This page focuses on the crypto and blockchain specific intersection. For AI in banking, lending, insurance, and traditional capital markets, see AI in finance, which covers algorithmic trading on regulated exchanges, fraud detection, credit scoring, and compliance in more depth.
Artificial intelligence and cryptocurrency are independent technologies that have converged for both technical and commercial reasons. On the technical side, cryptocurrency markets generate large volumes of public, machine-readable data: every transaction on a public blockchain is visible, exchanges publish high-frequency price and order-book feeds, and social media activity around tokens is abundant. This data is well suited to machine learning, which has driven the use of AI for trading, on-chain analysis, and fraud detection.
A second, more speculative strand treats blockchains as coordination infrastructure for AI itself. Proponents argue that token incentives can be used to assemble decentralized networks of GPU compute, training data, and model inference outside the control of large technology companies, and that cryptographic records can help establish the provenance of AI-generated content. These ideas remain early and unproven at scale, and their economic viability is contested.

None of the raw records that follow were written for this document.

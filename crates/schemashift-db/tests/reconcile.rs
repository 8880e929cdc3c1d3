use std::path::{Path, PathBuf};

use schemashift_common::{Error, RevertTarget};
use schemashift_config::DatabaseConfig;
use schemashift_db::{Connection, Migrator, SqliteConnection, StateStore, Value};
use tempfile::TempDir;

/// A scratch database file plus a migrations directory next to it.
struct Workspace {
    _dir: TempDir,
    db_path: PathBuf,
    migrations_dir: PathBuf,
}

impl Workspace {
    fn new() -> Self {
        let dir = tempfile::tempdir().expect("create temp dir");
        let db_path = dir.path().join("app.db");
        let migrations_dir = dir.path().join("migrations");
        std::fs::create_dir(&migrations_dir).expect("create migrations dir");
        Self {
            _dir: dir,
            db_path,
            migrations_dir,
        }
    }

    fn config(&self) -> DatabaseConfig {
        let mut config = DatabaseConfig::sqlite(self.db_path.to_string_lossy());
        config.migrations_dir = self.migrations_dir.clone();
        config
    }

    fn migrator(&self) -> Migrator {
        Migrator::from_config(self.config()).expect("build migrator")
    }

    fn write(&self, name: &str, up: &str, down: &str) {
        let content = format!("-- migrate:up\n{up}\n\n-- migrate:down\n{down}\n");
        std::fs::write(self.migrations_dir.join(name), content).expect("write migration");
    }

    fn create_table_migration(&self, name: &str, table: &str) {
        self.write(
            name,
            &format!("CREATE TABLE {table} (id INT);"),
            &format!("DROP TABLE {table};"),
        );
    }

    async fn table_exists(&self, table: &str) -> bool {
        let mut conn = open(&self.db_path);
        let rows = conn
            .query(
                "SELECT COUNT(*) FROM sqlite_master WHERE type = 'table' AND name = ?",
                &[Value::from(table)],
            )
            .await
            .unwrap();
        rows[0].get_i64(0).unwrap() == 1
    }

    async fn tracked(&self) -> Vec<(String, i64)> {
        let mut conn = open(&self.db_path);
        let store = StateStore::new("migrations").unwrap();
        store.ensure_table(&mut conn).await.unwrap();
        store
            .list_applied(&mut conn)
            .await
            .unwrap()
            .into_iter()
            .map(|r| (r.name, r.batch))
            .collect()
    }
}

fn open(path: &Path) -> SqliteConnection {
    SqliteConnection::open(path).expect("open sqlite database")
}

#[tokio::test]
async fn up_creates_tracking_table_even_without_migrations() {
    let ws = Workspace::new();
    let report = ws.migrator().up().await.unwrap();

    assert!(report.is_noop());
    assert!(ws.table_exists("migrations").await);
}

#[tokio::test]
async fn up_applies_in_order_with_one_batch_and_down_reverts_the_last_file() {
    let ws = Workspace::new();
    ws.create_table_migration("20240101000001_second.sql", "test2");
    ws.create_table_migration("20240101000000_first.sql", "test1");

    let report = ws.migrator().up().await.unwrap();
    assert!(report.is_success());
    assert_eq!(
        report.applied,
        vec!["20240101000000_first.sql", "20240101000001_second.sql"]
    );
    assert!(ws.table_exists("test1").await);
    assert!(ws.table_exists("test2").await);

    let tracked = ws.tracked().await;
    assert_eq!(tracked.len(), 2);
    assert_eq!(tracked[0].1, tracked[1].1);

    let report = ws
        .migrator()
        .with_revert_target(RevertTarget::LastInDirectory)
        .down()
        .await
        .unwrap();
    assert_eq!(report.reverted, vec!["20240101000001_second.sql"]);
    assert!(ws.table_exists("test1").await);
    assert!(!ws.table_exists("test2").await);
    assert_eq!(
        ws.tracked().await,
        vec![("20240101000000_first.sql".to_string(), tracked[0].1)]
    );
}

#[tokio::test]
async fn second_up_runs_nothing() {
    let ws = Workspace::new();
    ws.create_table_migration("20240101000000_first.sql", "test1");

    let first = ws.migrator().up().await.unwrap();
    assert_eq!(first.applied.len(), 1);

    let second = ws.migrator().up().await.unwrap();
    assert!(second.is_noop());
    assert_eq!(second.batch, None);
    assert_eq!(ws.tracked().await.len(), 1);
}

#[tokio::test]
async fn later_runs_get_a_new_batch() {
    let ws = Workspace::new();
    ws.create_table_migration("20240101000000_first.sql", "test1");
    assert_eq!(ws.migrator().up().await.unwrap().batch, Some(1));

    ws.create_table_migration("20240102000000_second.sql", "test2");
    ws.create_table_migration("20240103000000_third.sql", "test3");
    let report = ws.migrator().up().await.unwrap();
    assert_eq!(report.batch, Some(2));

    let batches: Vec<i64> = ws.tracked().await.into_iter().map(|(_, b)| b).collect();
    assert_eq!(batches, vec![1, 2, 2]);
}

#[tokio::test]
async fn failing_migration_stops_the_run_and_leaves_the_rest_pending() {
    let ws = Workspace::new();
    ws.create_table_migration("20240101000000_a.sql", "a");
    ws.write("20240101000001_b.sql", "CREATE TABLE b (id INT;", "DROP TABLE b;");
    ws.create_table_migration("20240101000002_c.sql", "c");

    let report = ws.migrator().up().await.unwrap();

    assert_eq!(report.applied, vec!["20240101000000_a.sql"]);
    let failure = report.failure.expect("b should fail");
    assert_eq!(failure.name, "20240101000001_b.sql");
    assert!(matches!(failure.error, Error::Migration { .. }));

    let tracked: Vec<String> = ws.tracked().await.into_iter().map(|(n, _)| n).collect();
    assert_eq!(tracked, vec!["20240101000000_a.sql"]);
    assert!(!ws.table_exists("c").await);
}

#[tokio::test]
async fn apply_then_revert_round_trips() {
    let ws = Workspace::new();
    ws.create_table_migration("20240101000000_test_revert.sql", "test_revert");

    ws.migrator().up().await.unwrap();
    assert!(ws.table_exists("test_revert").await);

    let report = ws.migrator().down().await.unwrap();
    assert_eq!(report.reverted, vec!["20240101000000_test_revert.sql"]);
    assert!(!ws.table_exists("test_revert").await);
    assert!(ws.tracked().await.is_empty());
}

#[tokio::test]
async fn last_file_target_ignores_an_unapplied_last_file() {
    let ws = Workspace::new();
    ws.create_table_migration("20240101000000_first.sql", "test1");
    ws.migrator().up().await.unwrap();
    ws.create_table_migration("20240101000001_pending.sql", "pending");

    let report = ws
        .migrator()
        .with_revert_target(RevertTarget::LastInDirectory)
        .down()
        .await
        .unwrap();

    assert!(report.is_noop());
    assert!(ws.table_exists("test1").await);
    assert_eq!(ws.tracked().await.len(), 1);
}

#[tokio::test]
async fn default_target_reverts_the_last_applied_migration() {
    let ws = Workspace::new();
    ws.create_table_migration("20240101000000_first.sql", "test1");
    ws.create_table_migration("20240101000001_second.sql", "test2");
    ws.migrator().up().await.unwrap();
    ws.create_table_migration("20240101000002_pending.sql", "pending");

    let report = ws.migrator().down().await.unwrap();

    assert_eq!(report.reverted, vec!["20240101000001_second.sql"]);
    assert!(!ws.table_exists("test2").await);
    assert!(ws.table_exists("test1").await);
}

#[tokio::test]
async fn down_on_empty_tracking_table_is_a_noop() {
    let ws = Workspace::new();
    ws.create_table_migration("20240101000000_first.sql", "test1");

    let report = ws.migrator().down().await.unwrap();
    assert!(report.is_noop());
}

#[tokio::test]
async fn reverting_a_migration_missing_from_disk_is_an_error() {
    let ws = Workspace::new();
    ws.create_table_migration("20240101000000_first.sql", "test1");
    ws.migrator().up().await.unwrap();
    std::fs::remove_file(ws.migrations_dir.join("20240101000000_first.sql")).unwrap();

    let err = ws.migrator().down().await.unwrap_err();
    assert!(matches!(err, Error::NotFound(_)));
    assert_eq!(ws.tracked().await.len(), 1);
}

#[tokio::test]
async fn failed_revert_keeps_the_record() {
    let ws = Workspace::new();
    ws.write(
        "20240101000000_first.sql",
        "CREATE TABLE test1 (id INT);",
        "DROP TABLE does_not_exist;",
    );
    ws.migrator().up().await.unwrap();

    let report = ws.migrator().down().await.unwrap();
    assert!(report.reverted.is_empty());
    assert_eq!(report.failure.unwrap().name, "20240101000000_first.sql");
    assert_eq!(ws.tracked().await.len(), 1);
}

#[tokio::test]
async fn transactional_runs_roll_back_partial_migrations() {
    let ws = Workspace::new();
    ws.write(
        "20240101000000_partial.sql",
        "CREATE TABLE partial (id INT);\nINSERT INTO missing_table VALUES (1);",
        "DROP TABLE partial;",
    );

    let mut config = ws.config();
    config.transactional = true;
    let report = Migrator::from_config(config).unwrap().up().await.unwrap();

    assert!(report.failure.is_some());
    assert!(!ws.table_exists("partial").await);
    assert!(ws.tracked().await.is_empty());
}

#[tokio::test]
async fn non_transactional_runs_keep_partial_changes() {
    let ws = Workspace::new();
    ws.write(
        "20240101000000_partial.sql",
        "CREATE TABLE partial (id INT);\nINSERT INTO missing_table VALUES (1);",
        "DROP TABLE partial;",
    );

    let report = ws.migrator().up().await.unwrap();

    assert!(report.failure.is_some());
    assert!(ws.table_exists("partial").await);
    assert!(ws.tracked().await.is_empty());
}

#[tokio::test]
async fn status_reports_applied_pending_and_orphaned() {
    let ws = Workspace::new();
    ws.create_table_migration("20240101000000_first.sql", "test1");
    ws.create_table_migration("20240101000001_gone.sql", "gone");
    ws.migrator().up().await.unwrap();
    std::fs::remove_file(ws.migrations_dir.join("20240101000001_gone.sql")).unwrap();
    ws.create_table_migration("20240101000002_pending.sql", "pending");

    let statuses = ws.migrator().status().await.unwrap();
    let summary: Vec<(&str, bool, bool)> = statuses
        .iter()
        .map(|s| (s.name.as_str(), s.is_applied(), s.in_source))
        .collect();

    assert_eq!(
        summary,
        vec![
            ("20240101000000_first.sql", true, true),
            ("20240101000002_pending.sql", false, true),
            ("20240101000001_gone.sql", true, false),
        ]
    );
}

#[tokio::test]
async fn custom_tracking_table_name_is_used() {
    let ws = Workspace::new();
    ws.create_table_migration("20240101000000_first.sql", "test1");

    let mut config = ws.config();
    config.migrations_table = "schema_history".into();
    Migrator::from_config(config).unwrap().up().await.unwrap();

    assert!(ws.table_exists("schema_history").await);
    assert!(!ws.table_exists("migrations").await);
}

#[tokio::test]
async fn sql_above_a_lone_down_marker_is_applied() {
    let ws = Workspace::new();
    std::fs::write(
        ws.migrations_dir.join("20240101000000_first.sql"),
        "CREATE TABLE test1 (id INT);\n-- migrate:down\nDROP TABLE test1;\n",
    )
    .unwrap();

    let report = ws.migrator().up().await.unwrap();
    assert_eq!(report.applied, vec!["20240101000000_first.sql"]);
    assert!(ws.table_exists("test1").await);

    ws.migrator().down().await.unwrap();
    assert!(!ws.table_exists("test1").await);
}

A third strand is commercial and narrative-driven. "AI" became a dominant marketing theme in crypto during 2023 to 2025, producing a category of "AI tokens" and "AI agent" tokens whose market values often moved with broader AI sentiment rather than with any deployed product, and commentators have cautioned that much of this activity is speculative and that many projects branded as AI agents are, in practice, chatbots or memecoins with limited autonomy [1].
Finally, the same generative AI tools that have legitimate uses have lowered the cost of crypto fraud. Deepfake video, voice cloning, and automated text generation are now common components of investment scams that use cryptocurrency as the payment rail, a risk documented by law enforcement and blockchain-analytics firms [2][3].
The table below summarizes the main areas where AI and cryptocurrency intersect. Specific projects are discussed and sourced in later sections.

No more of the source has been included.